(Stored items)
____________
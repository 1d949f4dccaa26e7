//! # Code Companion Core
//!
//! Shared logic for Code Companion: the snippet model, the self-describing
//! header codec, prompt assembly, error kinds, and the store abstraction.
//!
//! This crate contains no tokio runtime, HTTP client, tree-sitter, or
//! filesystem I/O. Everything here is a pure function of its inputs except
//! the [`store::memory::InMemoryStore`], which keeps its state in memory.

pub mod codec;
pub mod error;
pub mod models;
pub mod prompt;
pub mod store;

pub use codec::{decode, encode, DecodedSnippet};
pub use error::CompanionError;
pub use models::{SearchResult, Snippet};
pub use prompt::build_prompt;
____________
**Try it**
Extract every line containing the string "models" from the data above.

**Written solution**
pub mod models;
pub use models::{SearchResult, Snippet};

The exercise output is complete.